U.S. Department of Homeland Security’s Robert Silvers says his purpose in speaking at the Security of Things Forum in Cambridge on Thursday wasn’t to scare anyone, but then he went ahead and called on everyone in the room to “accelerate everything you’re doing” to secure the internet of things. As the Assistant Secretary for Cyber Policy at DHS says, IoT security is a public safety issue that involves protecting both the nation’s physical and cyber infrastructures.
Acknowledging a growing national dependency on the internet of things, be it in the medical, utility or transportation fields, Silvers says IoT has his department’s full attention. And a straightforward undertaking it is not, he says.
“The challenge of addressing IoT security on the front end is outweighed only by the far greater challenge of trying to bolt on or patch on security on the back end once an ecosystem is deployed,” he says. “So we all need to think about what we can do right now to get this architecture built the right way.”
Long-term and parallel short-term solutions are needed, says Silvers, who adds that DHS is attempting to synch its efforts with ongoing work by NIST (Cyber-Physical Architecture), the Food & Drug Administration (on medical device security), the Department of Transportation (autonomous vehicles) and in the private sector.
More specifically, DHS is formulating a series of unifying principles – and best practices -- relating to IoT security, including how to patch stuff that’s already in the field and not relying on an unsustainable physical recall process. Building security into the cloud will also be an option. While much of this will wind up being non-technical and just plain common sense for those who work full time in the security industry, awareness needs to be ratcheted up in the mainstream, Silvers says (he didn’t specify when the principles would be released, only that it would be after lots of “extensive consultation” with industry stakeholders).

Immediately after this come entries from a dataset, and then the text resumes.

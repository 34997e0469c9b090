/*
 * This file is part of the Obvia ERP.
 *
 * Copyright (C) 2025 Kovács Dávid <kapcsolat@kovacsdavid.dev>
 *
 * This program is free software: you can redistribute it and/or modify
 * it under the terms of the GNU Affero General Public License as published
 * by the Free Software Foundation, either version 3 of the License, or
 * (at your option) any later version.
 *
 * This program is distributed in the hope that it will be useful,
 * but WITHOUT ANY WARRANTY; without even the implied warranty of
 * MERCHANTABILITY or FITNESS FOR A PARTICULAR PURPOSE.  See the
 * GNU Affero General Public License for more details.
 *
 * You should have received a copy of the GNU Affero General Public License
 * along with this program.  If not, see <https://www.gnu.org/licenses/>.
 */

use crate::audit::handler;
use crate::app::AppState;
use axum::Router;
use axum::routing::{get, post, put};
use std::sync::Arc;

pub fn routes(state: Arc<AppState>) -> Router {
    Router::new().nest(
        "/audit-logs",
        Router::new()
            .route("/", post(handler::create).get(handler::list))
            .route("/summary", get(handler::summary))
            .route("/critical", get(handler::critical))
            .route("/failed-auth", get(handler::failed_auth))
            .route("/suspicious-activity", get(handler::suspicious_activity))
            .route("/resource/{resource_type}/{resource_id}", get(handler::resource_history))
            .route("/user/{user_id}", get(handler::user_activity))
            .route("/user/{user_id}/ip-history", get(handler::ip_history))
            .route("/recent", get(handler::recent))
            .route("/stream", get(handler::stream))
            .route("/export", get(handler::export))
            .route("/retention", get(handler::get_retention).put(handler::set_retention))
            .route("/cleanup", post(handler::cleanup))
            .route("/{id}", get(handler::get_one))
            .with_state(state),
    )
}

“The undeniable fact is that there are companies out there that are not accountable for these best practices and approaches,” he says. “The undeniable fact is that there is product being pushed to market right now that has not benefited from best practice security planning.”
The feds will be pushing for everyone from manufacturers to consumers to tech vendors to share IoT security approaches with each other, keeping in line with a broader effort by the Obama administration on information security sharing.
Not that this is a U.S.-only issue, of course, Silvers says. "Everything in cybersecurity is transnational, but IoT especially so," where you might have a device designed in the United States, built in China and deployed in Germany. "It's a global issue," he says, and coming up with policies to secure the disaggregated world of IoT will require serious diplomatic efforts.